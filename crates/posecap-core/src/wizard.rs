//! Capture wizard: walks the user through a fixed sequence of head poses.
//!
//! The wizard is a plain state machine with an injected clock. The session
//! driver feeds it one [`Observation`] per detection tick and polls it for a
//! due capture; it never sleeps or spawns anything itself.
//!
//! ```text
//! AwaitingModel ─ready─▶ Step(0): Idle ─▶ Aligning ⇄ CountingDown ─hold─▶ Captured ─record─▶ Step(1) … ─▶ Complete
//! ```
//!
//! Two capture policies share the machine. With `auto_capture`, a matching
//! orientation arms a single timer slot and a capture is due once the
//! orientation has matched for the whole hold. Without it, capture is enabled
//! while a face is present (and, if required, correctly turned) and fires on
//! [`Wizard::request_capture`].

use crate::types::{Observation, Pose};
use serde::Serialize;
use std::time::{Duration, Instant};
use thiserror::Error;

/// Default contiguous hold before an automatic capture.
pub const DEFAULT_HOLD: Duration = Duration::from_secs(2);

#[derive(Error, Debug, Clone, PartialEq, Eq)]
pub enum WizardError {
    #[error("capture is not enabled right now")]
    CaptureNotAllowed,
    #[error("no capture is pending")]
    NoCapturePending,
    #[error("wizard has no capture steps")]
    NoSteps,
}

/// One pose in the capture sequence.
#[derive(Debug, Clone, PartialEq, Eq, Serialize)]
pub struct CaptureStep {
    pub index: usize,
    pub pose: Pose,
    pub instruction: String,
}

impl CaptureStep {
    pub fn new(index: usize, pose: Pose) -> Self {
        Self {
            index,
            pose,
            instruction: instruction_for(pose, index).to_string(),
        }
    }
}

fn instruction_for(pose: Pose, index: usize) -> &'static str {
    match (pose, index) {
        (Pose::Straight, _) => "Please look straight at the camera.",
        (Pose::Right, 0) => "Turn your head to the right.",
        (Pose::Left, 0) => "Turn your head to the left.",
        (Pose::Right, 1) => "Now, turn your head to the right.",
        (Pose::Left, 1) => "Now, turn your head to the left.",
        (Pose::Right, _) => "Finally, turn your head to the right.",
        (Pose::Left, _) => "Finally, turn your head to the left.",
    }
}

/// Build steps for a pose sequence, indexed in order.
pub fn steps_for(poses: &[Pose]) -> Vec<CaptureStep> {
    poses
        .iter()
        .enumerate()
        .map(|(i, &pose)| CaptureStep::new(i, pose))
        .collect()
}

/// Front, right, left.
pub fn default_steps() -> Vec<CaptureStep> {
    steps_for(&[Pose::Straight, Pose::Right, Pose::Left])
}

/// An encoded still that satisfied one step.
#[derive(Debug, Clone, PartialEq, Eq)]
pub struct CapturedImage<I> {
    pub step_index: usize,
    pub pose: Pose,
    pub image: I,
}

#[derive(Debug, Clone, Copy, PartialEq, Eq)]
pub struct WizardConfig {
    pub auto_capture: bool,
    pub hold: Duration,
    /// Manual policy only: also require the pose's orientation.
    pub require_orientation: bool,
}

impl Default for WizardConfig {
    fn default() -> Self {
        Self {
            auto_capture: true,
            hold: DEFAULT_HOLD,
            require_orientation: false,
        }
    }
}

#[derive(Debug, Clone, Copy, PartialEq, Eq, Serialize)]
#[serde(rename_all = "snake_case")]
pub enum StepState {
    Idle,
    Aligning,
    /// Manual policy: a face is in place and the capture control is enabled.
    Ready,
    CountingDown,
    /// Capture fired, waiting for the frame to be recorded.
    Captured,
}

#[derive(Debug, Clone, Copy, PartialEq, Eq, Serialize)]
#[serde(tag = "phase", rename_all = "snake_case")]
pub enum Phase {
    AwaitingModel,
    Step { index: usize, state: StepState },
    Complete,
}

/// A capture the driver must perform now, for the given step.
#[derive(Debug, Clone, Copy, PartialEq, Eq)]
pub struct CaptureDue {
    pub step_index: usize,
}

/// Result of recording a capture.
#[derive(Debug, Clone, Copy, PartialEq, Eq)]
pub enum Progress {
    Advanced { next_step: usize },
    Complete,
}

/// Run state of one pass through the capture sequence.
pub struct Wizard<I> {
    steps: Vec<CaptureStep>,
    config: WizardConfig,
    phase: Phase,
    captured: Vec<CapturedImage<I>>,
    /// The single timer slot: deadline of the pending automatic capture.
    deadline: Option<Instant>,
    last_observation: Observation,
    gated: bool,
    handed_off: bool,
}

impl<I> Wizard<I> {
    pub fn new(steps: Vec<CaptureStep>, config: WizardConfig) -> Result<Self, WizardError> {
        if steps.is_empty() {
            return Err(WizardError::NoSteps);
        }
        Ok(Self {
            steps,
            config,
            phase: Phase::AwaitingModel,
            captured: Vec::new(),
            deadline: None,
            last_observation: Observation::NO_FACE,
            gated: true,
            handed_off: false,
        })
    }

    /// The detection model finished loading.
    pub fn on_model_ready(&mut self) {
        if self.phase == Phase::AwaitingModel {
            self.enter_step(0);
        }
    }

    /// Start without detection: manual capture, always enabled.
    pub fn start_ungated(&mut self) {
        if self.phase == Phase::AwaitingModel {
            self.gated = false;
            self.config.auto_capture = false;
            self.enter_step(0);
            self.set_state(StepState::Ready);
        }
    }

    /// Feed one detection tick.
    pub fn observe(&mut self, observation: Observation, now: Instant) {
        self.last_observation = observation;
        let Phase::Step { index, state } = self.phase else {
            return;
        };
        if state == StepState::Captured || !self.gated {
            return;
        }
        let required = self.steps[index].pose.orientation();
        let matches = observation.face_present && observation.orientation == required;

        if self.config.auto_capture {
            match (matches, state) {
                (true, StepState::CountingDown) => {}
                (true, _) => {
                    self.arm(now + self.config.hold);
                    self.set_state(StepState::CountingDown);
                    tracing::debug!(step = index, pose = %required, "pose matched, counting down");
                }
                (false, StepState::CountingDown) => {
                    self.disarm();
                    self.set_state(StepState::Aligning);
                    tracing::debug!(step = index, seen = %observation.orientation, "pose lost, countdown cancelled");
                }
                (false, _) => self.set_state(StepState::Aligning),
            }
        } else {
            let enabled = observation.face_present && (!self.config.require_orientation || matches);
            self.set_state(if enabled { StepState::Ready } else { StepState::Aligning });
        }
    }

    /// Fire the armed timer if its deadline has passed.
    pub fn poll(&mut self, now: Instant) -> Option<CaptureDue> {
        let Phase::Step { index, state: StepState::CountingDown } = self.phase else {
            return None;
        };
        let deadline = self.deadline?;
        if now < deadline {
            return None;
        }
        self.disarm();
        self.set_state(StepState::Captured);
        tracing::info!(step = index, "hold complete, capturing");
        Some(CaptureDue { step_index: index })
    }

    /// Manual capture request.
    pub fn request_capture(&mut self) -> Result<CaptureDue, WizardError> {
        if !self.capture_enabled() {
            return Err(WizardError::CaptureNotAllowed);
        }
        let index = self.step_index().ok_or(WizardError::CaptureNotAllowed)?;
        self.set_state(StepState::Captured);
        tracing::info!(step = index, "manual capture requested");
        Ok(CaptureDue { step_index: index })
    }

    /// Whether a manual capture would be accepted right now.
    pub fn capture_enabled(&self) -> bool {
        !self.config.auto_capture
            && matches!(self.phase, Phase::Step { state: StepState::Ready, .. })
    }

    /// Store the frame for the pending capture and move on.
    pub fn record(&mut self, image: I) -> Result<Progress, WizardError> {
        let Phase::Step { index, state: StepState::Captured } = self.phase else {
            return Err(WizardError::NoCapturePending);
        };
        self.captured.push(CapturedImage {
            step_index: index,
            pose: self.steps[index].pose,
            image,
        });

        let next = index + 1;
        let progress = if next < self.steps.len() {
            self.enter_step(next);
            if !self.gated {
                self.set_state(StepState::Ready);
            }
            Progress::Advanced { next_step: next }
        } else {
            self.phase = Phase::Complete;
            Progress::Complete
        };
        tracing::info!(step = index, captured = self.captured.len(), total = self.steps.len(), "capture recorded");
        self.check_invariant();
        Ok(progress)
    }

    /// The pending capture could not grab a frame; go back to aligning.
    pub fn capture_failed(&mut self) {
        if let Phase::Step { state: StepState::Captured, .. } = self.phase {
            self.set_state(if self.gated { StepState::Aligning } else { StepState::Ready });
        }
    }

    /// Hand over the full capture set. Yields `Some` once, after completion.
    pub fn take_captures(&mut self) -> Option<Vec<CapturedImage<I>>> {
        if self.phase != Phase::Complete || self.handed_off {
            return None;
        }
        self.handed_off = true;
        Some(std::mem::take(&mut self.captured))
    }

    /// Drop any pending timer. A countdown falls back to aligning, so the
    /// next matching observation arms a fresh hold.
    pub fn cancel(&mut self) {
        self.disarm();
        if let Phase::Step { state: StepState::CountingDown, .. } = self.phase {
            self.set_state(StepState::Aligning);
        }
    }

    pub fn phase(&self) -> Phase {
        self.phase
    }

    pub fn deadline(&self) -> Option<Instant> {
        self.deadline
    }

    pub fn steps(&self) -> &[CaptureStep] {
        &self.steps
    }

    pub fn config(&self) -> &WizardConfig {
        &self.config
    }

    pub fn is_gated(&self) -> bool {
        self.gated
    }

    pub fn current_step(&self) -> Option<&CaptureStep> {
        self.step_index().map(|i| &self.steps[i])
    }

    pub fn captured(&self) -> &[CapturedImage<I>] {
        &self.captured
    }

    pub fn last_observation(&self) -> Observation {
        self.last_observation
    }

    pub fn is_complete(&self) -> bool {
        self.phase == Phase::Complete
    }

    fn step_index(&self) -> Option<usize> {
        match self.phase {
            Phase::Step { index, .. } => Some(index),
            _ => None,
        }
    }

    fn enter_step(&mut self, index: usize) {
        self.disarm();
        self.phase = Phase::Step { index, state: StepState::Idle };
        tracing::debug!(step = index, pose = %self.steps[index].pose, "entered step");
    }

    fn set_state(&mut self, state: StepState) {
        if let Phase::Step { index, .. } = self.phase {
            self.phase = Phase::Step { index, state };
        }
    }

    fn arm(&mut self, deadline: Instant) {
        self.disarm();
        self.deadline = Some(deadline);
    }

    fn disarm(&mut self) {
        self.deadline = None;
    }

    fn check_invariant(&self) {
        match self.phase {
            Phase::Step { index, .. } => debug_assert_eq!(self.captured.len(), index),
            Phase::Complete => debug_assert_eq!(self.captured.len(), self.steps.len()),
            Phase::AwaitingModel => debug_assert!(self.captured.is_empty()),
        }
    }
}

WHAT YOU ARE ASKED TO DO: Reproduce exactly, please, only the lines from the start of the data above to the line that contains "match (pose, index)", with both ends kept.

WRITTEN REPLY:
filename crates/posecap-core/src/wizard.rs
//! Capture wizard: walks the user through a fixed sequence of head poses.
//!
//! The wizard is a plain state machine with an injected clock. The session
//! driver feeds it one [`Observation`] per detection tick and polls it for a
//! due capture; it never sleeps or spawns anything itself.
//!
//! ```text
//! AwaitingModel ─ready─▶ Step(0): Idle ─▶ Aligning ⇄ CountingDown ─hold─▶ Captured ─record─▶ Step(1) … ─▶ Complete
//! ```
//!
//! Two capture policies share the machine. With `auto_capture`, a matching
//! orientation arms a single timer slot and a capture is due once the
//! orientation has matched for the whole hold. Without it, capture is enabled
//! while a face is present (and, if required, correctly turned) and fires on
//! [`Wizard::request_capture`].

use crate::types::{Observation, Pose};
use serde::Serialize;
use std::time::{Duration, Instant};
use thiserror::Error;

/// Default contiguous hold before an automatic capture.
pub const DEFAULT_HOLD: Duration = Duration::from_secs(2);

#[derive(Error, Debug, Clone, PartialEq, Eq)]
pub enum WizardError {
    #[error("capture is not enabled right now")]
    CaptureNotAllowed,
    #[error("no capture is pending")]
    NoCapturePending,
    #[error("wizard has no capture steps")]
    NoSteps,
}

/// One pose in the capture sequence.
#[derive(Debug, Clone, PartialEq, Eq, Serialize)]
pub struct CaptureStep {
    pub index: usize,
    pub pose: Pose,
    pub instruction: String,
}

impl CaptureStep {
    pub fn new(index: usize, pose: Pose) -> Self {
        Self {
            index,
            pose,
            instruction: instruction_for(pose, index).to_string(),
        }
    }
}

fn instruction_for(pose: Pose, index: usize) -> &'static str {
    match (pose, index) {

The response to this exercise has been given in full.